** WHAT YOU SHOULD DO **
What is needed is an exact copy of the entries below, from the line that contains "pub fn with_error_handler<F>(mut" through the final line, both included, and nothing else.
═══
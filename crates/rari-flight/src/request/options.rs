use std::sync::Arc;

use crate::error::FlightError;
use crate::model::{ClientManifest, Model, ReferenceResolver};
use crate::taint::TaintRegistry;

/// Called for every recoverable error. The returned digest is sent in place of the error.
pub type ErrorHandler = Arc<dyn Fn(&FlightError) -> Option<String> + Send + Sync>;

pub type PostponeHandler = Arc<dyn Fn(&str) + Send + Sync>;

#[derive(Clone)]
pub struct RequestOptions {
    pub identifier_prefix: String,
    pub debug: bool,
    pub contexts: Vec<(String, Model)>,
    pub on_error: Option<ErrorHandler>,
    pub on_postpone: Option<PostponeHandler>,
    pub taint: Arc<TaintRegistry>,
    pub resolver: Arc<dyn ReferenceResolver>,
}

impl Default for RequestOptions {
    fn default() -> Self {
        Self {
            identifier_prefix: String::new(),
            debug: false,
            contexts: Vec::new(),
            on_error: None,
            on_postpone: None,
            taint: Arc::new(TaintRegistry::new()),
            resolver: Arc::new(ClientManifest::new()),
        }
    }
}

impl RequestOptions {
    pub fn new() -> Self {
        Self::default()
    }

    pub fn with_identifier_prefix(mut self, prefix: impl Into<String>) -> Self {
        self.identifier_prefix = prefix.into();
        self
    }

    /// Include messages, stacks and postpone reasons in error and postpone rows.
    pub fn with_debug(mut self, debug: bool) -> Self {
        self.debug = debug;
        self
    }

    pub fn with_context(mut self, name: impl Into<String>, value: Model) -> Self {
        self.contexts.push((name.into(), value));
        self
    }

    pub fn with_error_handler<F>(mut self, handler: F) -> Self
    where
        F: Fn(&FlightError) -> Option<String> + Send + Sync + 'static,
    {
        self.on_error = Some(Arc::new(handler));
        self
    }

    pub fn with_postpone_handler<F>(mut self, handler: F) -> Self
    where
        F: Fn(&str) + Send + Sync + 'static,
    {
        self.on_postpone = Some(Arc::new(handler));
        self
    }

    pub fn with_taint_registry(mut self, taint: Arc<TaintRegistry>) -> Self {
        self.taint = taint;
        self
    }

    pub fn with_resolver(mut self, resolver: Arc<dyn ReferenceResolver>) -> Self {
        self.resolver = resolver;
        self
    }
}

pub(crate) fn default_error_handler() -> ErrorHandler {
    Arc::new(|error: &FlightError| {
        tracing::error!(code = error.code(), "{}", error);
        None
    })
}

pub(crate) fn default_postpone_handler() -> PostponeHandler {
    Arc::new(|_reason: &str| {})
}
═══
** RESPONSE FOR THIS EXERCISE **
    pub fn with_error_handler<F>(mut self, handler: F) -> Self
    where
        F: Fn(&FlightError) -> Option<String> + Send + Sync + 'static,
    {
        self.on_error = Some(Arc::new(handler));
        self
    }

    pub fn with_postpone_handler<F>(mut self, handler: F) -> Self
    where
        F: Fn(&str) + Send + Sync + 'static,
    {
        self.on_postpone = Some(Arc::new(handler));
        self
    }

    pub fn with_taint_registry(mut self, taint: Arc<TaintRegistry>) -> Self {
        self.taint = taint;
        self
    }

    pub fn with_resolver(mut self, resolver: Arc<dyn ReferenceResolver>) -> Self {
        self.resolver = resolver;
        self
    }
}

pub(crate) fn default_error_handler() -> ErrorHandler {
    Arc::new(|error: &FlightError| {
        tracing::error!(code = error.code(), "{}", error);
        None
    })
}

pub(crate) fn default_postpone_handler() -> PostponeHandler {
    Arc::new(|_reason: &str| {})
}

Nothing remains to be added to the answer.